### [TASK REQUIREMENTS]
Your task is to print each record exactly as it reads.
[DATA FOR THIS EXERCISE]
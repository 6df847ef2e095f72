//! Boundary reflection
//!
//! Each axis is handled on its own: if the body's edge is at or past a wall
//! and it is still moving outward, that velocity component flips sign. The
//! position then advances by the (possibly flipped) velocity in the same step,
//! so a body sitting on the wall moves straight back in rather than stalling.

use super::body::{Anchor, Body, Container};

/// Velocity on one axis after checking both walls of that axis
///
/// `lower_margin` is the distance from the anchor to the body's low edge and
/// `upper_extent` the distance to its high edge. When the container is smaller
/// than the body both conditions can hold and the sign flips every call.
#[inline]
pub fn reflect_velocity(
    position: f32,
    velocity: f32,
    lower_margin: f32,
    upper_extent: f32,
    border: f32,
) -> f32 {
    let moving_outside_lower = position <= lower_margin && velocity < 0.0;
    let moving_outside_upper = position + upper_extent >= border && velocity > 0.0;

    if moving_outside_lower || moving_outside_upper {
        -velocity
    } else {
        velocity
    }
}

/// Advance one body by a single frame
pub fn step_body(body: &mut Body, container: Container, anchor: Anchor) {
    let lower = anchor.lower_margin(body.radius);
    let upper = anchor.upper_extent(body.radius);

    body.vel.x = reflect_velocity(body.pos.x, body.vel.x, lower, upper, container.width);
    body.vel.y = reflect_velocity(body.pos.y, body.vel.y, lower, upper, container.height);
    body.pos += body.vel;
}

/// Advance every body by a single frame against the same container
pub fn step_all(bodies: &mut [Body], container: Container, anchor: Anchor) {
    for body in bodies.iter_mut() {
        step_body(body, container, anchor);
    }
}

#[cfg(test)]
mod tests {
    use super::*;
    use glam::Vec2;
    use proptest::prelude::*;

    fn body_at(x: f32, y: f32, dx: f32, dy: f32) -> Body {
        Body::new(Vec2::new(x, y), Vec2::new(dx, dy)).with_radius(25.0)
    }

    #[test]
    fn test_top_left_lower_wall() {
        let mut body = body_at(0.0, 100.0, -3.0, 0.0);
        step_body(&mut body, Container::new(200.0, 400.0), Anchor::TopLeft);
        assert_eq!(body.vel.x, 3.0);
        assert_eq!(body.pos.x, 3.0);
    }

    #[test]
    fn test_top_left_upper_wall() {
        // 150 + 50 = 200 touches the right wall
        let mut body = body_at(150.0, 100.0, 4.0, 0.0);
        step_body(&mut body, Container::new(200.0, 400.0), Anchor::TopLeft);
        assert_eq!(body.vel.x, -4.0);
        assert_eq!(body.pos.x, 146.0);
    }

    #[test]
    fn test_center_walls() {
        let container = Container::new(200.0, 200.0);

        let mut body = body_at(25.0, 100.0, -2.0, 0.0);
        step_body(&mut body, container, Anchor::Center);
        assert_eq!(body.vel.x, 2.0);
        assert_eq!(body.pos.x, 27.0);

        let mut body = body_at(100.0, 175.0, 0.0, 5.0);
        step_body(&mut body, container, Anchor::Center);
        assert_eq!(body.vel.y, -5.0);
        assert_eq!(body.pos.y, 170.0);

        // Inside the margin but already heading in: untouched
        let mut body = body_at(10.0, 100.0, 1.0, 0.0);
        step_body(&mut body, container, Anchor::Center);
        assert_eq!(body.vel.x, 1.0);
        assert_eq!(body.pos.x, 11.0);
    }

    #[test]
    fn test_free_flight() {
        let mut body = body_at(80.0, 60.0, 3.0, -2.0);
        step_body(&mut body, Container::new(400.0, 300.0), Anchor::Center);
        assert_eq!(body.vel, Vec2::new(3.0, -2.0));
        assert_eq!(body.pos, Vec2::new(83.0, 58.0));
    }

    #[test]
    fn test_axes_reflect_independently() {
        // Corner hit: both axes flip, no coupling between them
        let mut body = body_at(0.0, 0.0, -1.0, -5.0);
        step_body(&mut body, Container::new(200.0, 200.0), Anchor::TopLeft);
        assert_eq!(body.vel, Vec2::new(1.0, 5.0));
        assert_eq!(body.pos, Vec2::new(1.0, 5.0));

        // Only x at the wall
        let mut body = body_at(0.0, 80.0, -1.0, -5.0);
        step_body(&mut body, Container::new(200.0, 200.0), Anchor::TopLeft);
        assert_eq!(body.vel, Vec2::new(1.0, -5.0));
    }

    #[test]
    fn test_shrunken_container_oscillates() {
        // Diameter 50 in a 30px box: both walls claim the body every tick
        let mut body = body_at(10.0, 10.0, 2.0, 0.0);
        let tiny = Container::new(30.0, 30.0);

        let mut signs = Vec::new();
        for _ in 0..8 {
            step_body(&mut body, tiny, Anchor::Center);
            signs.push(body.vel.x.signum());
            assert_eq!(body.vel.x.abs(), 2.0);
            assert!(body.pos.is_finite());
        }
        for pair in signs.windows(2) {
            assert_ne!(pair[0], pair[1]);
        }
    }

    #[test]
    fn test_zero_container_does_not_panic() {
        let mut bodies = vec![body_at(0.0, 0.0, 3.0, -3.0), body_at(5.0, 5.0, -1.0, 1.0)];
        for _ in 0..100 {
            step_all(&mut bodies, Container::default(), Anchor::Center);
        }
        assert!(bodies.iter().all(|b| b.pos.is_finite()));
    }

    proptest! {
        #[test]
        fn prop_step_preserves_speed(
            x in -100.0f32..1000.0,
            y in -100.0f32..1000.0,
            dx in -5i32..=5,
            dy in -5i32..=5,
            w in 0.0f32..1000.0,
            h in 0.0f32..1000.0,
            top_left in any::<bool>(),
        ) {
            let anchor = if top_left { Anchor::TopLeft } else { Anchor::Center };
            let mut body = body_at(x, y, dx as f32, dy as f32);
            let before = body.vel;

            step_body(&mut body, Container::new(w, h), anchor);

            prop_assert_eq!(body.vel.x.abs(), before.x.abs());
            prop_assert_eq!(body.vel.y.abs(), before.y.abs());
        }

        #[test]
        fn prop_bodies_stay_near_bounds(
            seed_x in 0.0f32..1.0,
            seed_y in 0.0f32..1.0,
            dx in 1i32..=5,
            dy in 1i32..=5,
            steps in 1usize..500,
        ) {
            let container = Container::new(640.0, 480.0);
            let mut body = body_at(
                25.0 + seed_x * 590.0,
                25.0 + seed_y * 430.0,
                dx as f32,
                -(dy as f32),
            );

            for _ in 0..steps {
                step_body(&mut body, container, Anchor::Center);
                // At most one step of overshoot past either wall
                prop_assert!(body.pos.x - body.radius >= -5.0);
                prop_assert!(body.pos.x + body.radius <= container.width + 5.0);
                prop_assert!(body.pos.y - body.radius >= -5.0);
                prop_assert!(body.pos.y + body.radius <= container.height + 5.0);
            }
        }
    }
}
[/DATA FOR THIS EXERCISE]
### [ANSWER FOR THIS EXERCISE]
repository 6df847ef2e095f72
//! Boundary reflection
//!
//! Each axis is handled on its own: if the body's edge is at or past a wall
//! and it is still moving outward, that velocity component flips sign. The
//! position then advances by the (possibly flipped) velocity in the same step,
//! so a body sitting on the wall moves straight back in rather than stalling.

use super::body::{Anchor, Body, Container};

/// Velocity on one axis after checking both walls of that axis
///
/// `lower_margin` is the distance from the anchor to the body's low edge and
/// `upper_extent` the distance to its high edge. When the container is smaller
/// than the body both conditions can hold and the sign flips every call.
#[inline]
pub fn reflect_velocity(
    position: f32,
    velocity: f32,
    lower_margin: f32,
    upper_extent: f32,
    border: f32,
) -> f32 {
    let moving_outside_lower = position <= lower_margin && velocity < 0.0;
    let moving_outside_upper = position + upper_extent >= border && velocity > 0.0;

    if moving_outside_lower || moving_outside_upper {
        -velocity
    } else {
        velocity
    }
}

/// Advance one body by a single frame
pub fn step_body(body: &mut Body, container: Container, anchor: Anchor) {
    let lower = anchor.lower_margin(body.radius);
    let upper = anchor.upper_extent(body.radius);

    body.vel.x = reflect_velocity(body.pos.x, body.vel.x, lower, upper, container.width);
    body.vel.y = reflect_velocity(body.pos.y, body.vel.y, lower, upper, container.height);
    body.pos += body.vel;
}

/// Advance every body by a single frame against the same container
pub fn step_all(bodies: &mut [Body], container: Container, anchor: Anchor) {
    for body in bodies.iter_mut() {
        step_body(body, container, anchor);
    }
}

#[cfg(test)]
mod tests {
    use super::*;
    use glam::Vec2;
    use proptest::prelude::*;

    fn body_at(x: f32, y: f32, dx: f32, dy: f32) -> Body {
        Body::new(Vec2::new(x, y), Vec2::new(dx, dy)).with_radius(25.0)
    }

    #[test]
    fn test_top_left_lower_wall() {
        let mut body = body_at(0.0, 100.0, -3.0, 0.0);
        step_body(&mut body, Container::new(200.0, 400.0), Anchor::TopLeft);
        assert_eq!(body.vel.x, 3.0);
        assert_eq!(body.pos.x, 3.0);
    }

    #[test]
    fn test_top_left_upper_wall() {
        // 150 + 50 = 200 touches the right wall
        let mut body = body_at(150.0, 100.0, 4.0, 0.0);
        step_body(&mut body, Container::new(200.0, 400.0), Anchor::TopLeft);
        assert_eq!(body.vel.x, -4.0);
        assert_eq!(body.pos.x, 146.0);
    }

    #[test]
    fn test_center_walls() {
        let container = Container::new(200.0, 200.0);

        let mut body = body_at(25.0, 100.0, -2.0, 0.0);
        step_body(&mut body, container, Anchor::Center);
        assert_eq!(body.vel.x, 2.0);
        assert_eq!(body.pos.x, 27.0);

        let mut body = body_at(100.0, 175.0, 0.0, 5.0);
        step_body(&mut body, container, Anchor::Center);
        assert_eq!(body.vel.y, -5.0);
        assert_eq!(body.pos.y, 170.0);

        // Inside the margin but already heading in: untouched
        let mut body = body_at(10.0, 100.0, 1.0, 0.0);
        step_body(&mut body, container, Anchor::Center);
        assert_eq!(body.vel.x, 1.0);
        assert_eq!(body.pos.x, 11.0);
    }

    #[test]
    fn test_free_flight() {
        let mut body = body_at(80.0, 60.0, 3.0, -2.0);
        step_body(&mut body, Container::new(400.0, 300.0), Anchor::Center);
        assert_eq!(body.vel, Vec2::new(3.0, -2.0));
        assert_eq!(body.pos, Vec2::new(83.0, 58.0));
    }

    #[test]
    fn test_axes_reflect_independently() {
        // Corner hit: both axes flip, no coupling between them
        let mut body = body_at(0.0, 0.0, -1.0, -5.0);
        step_body(&mut body, Container::new(200.0, 200.0), Anchor::TopLeft);
        assert_eq!(body.vel, Vec2::new(1.0, 5.0));
        assert_eq!(body.pos, Vec2::new(1.0, 5.0));

        // Only x at the wall
        let mut body = body_at(0.0, 80.0, -1.0, -5.0);
        step_body(&mut body, Container::new(200.0, 200.0), Anchor::TopLeft);
        assert_eq!(body.vel, Vec2::new(1.0, -5.0));
    }

    #[test]
    fn test_shrunken_container_oscillates() {
        // Diameter 50 in a 30px box: both walls claim the body every tick
        let mut body = body_at(10.0, 10.0, 2.0, 0.0);
        let tiny = Container::new(30.0, 30.0);

        let mut signs = Vec::new();
        for _ in 0..8 {
            step_body(&mut body, tiny, Anchor::Center);
            signs.push(body.vel.x.signum());
            assert_eq!(body.vel.x.abs(), 2.0);
            assert!(body.pos.is_finite());
        }
        for pair in signs.windows(2) {
            assert_ne!(pair[0], pair[1]);
        }
    }

    #[test]
    fn test_zero_container_does_not_panic() {
        let mut bodies = vec![body_at(0.0, 0.0, 3.0, -3.0), body_at(5.0, 5.0, -1.0, 1.0)];
        for _ in 0..100 {
            step_all(&mut bodies, Container::default(), Anchor::Center);
        }
        assert!(bodies.iter().all(|b| b.pos.is_finite()));
    }

    proptest! {
        #[test]
        fn prop_step_preserves_speed(
            x in -100.0f32..1000.0,
            y in -100.0f32..1000.0,
            dx in -5i32..=5,
            dy in -5i32..=5,
            w in 0.0f32..1000.0,
            h in 0.0f32..1000.0,
            top_left in any::<bool>(),
        ) {
            let anchor = if top_left { Anchor::TopLeft } else { Anchor::Center };
            let mut body = body_at(x, y, dx as f32, dy as f32);
            let before = body.vel;

            step_body(&mut body, Container::new(w, h), anchor);

            prop_assert_eq!(body.vel.x.abs(), before.x.abs());
            prop_assert_eq!(body.vel.y.abs(), before.y.abs());
        }

        #[test]
        fn prop_bodies_stay_near_bounds(
            seed_x in 0.0f32..1.0,
            seed_y in 0.0f32..1.0,
            dx in 1i32..=5,
            dy in 1i32..=5,
            steps in 1usize..500,
        ) {
            let container = Container::new(640.0, 480.0);
            let mut body = body_at(
                25.0 + seed_x * 590.0,
                25.0 + seed_y * 430.0,
                dx as f32,
                -(dy as f32),
            );

            for _ in 0..steps {
                step_body(&mut body, container, Anchor::Center);
                // At most one step of overshoot past either wall
                prop_assert!(body.pos.x - body.radius >= -5.0);
                prop_assert!(body.pos.x + body.radius <= container.width + 5.0);
                prop_assert!(body.pos.y - body.radius >= -5.0);
                prop_assert!(body.pos.y + body.radius <= container.height + 5.0);
            }
        }
    }
}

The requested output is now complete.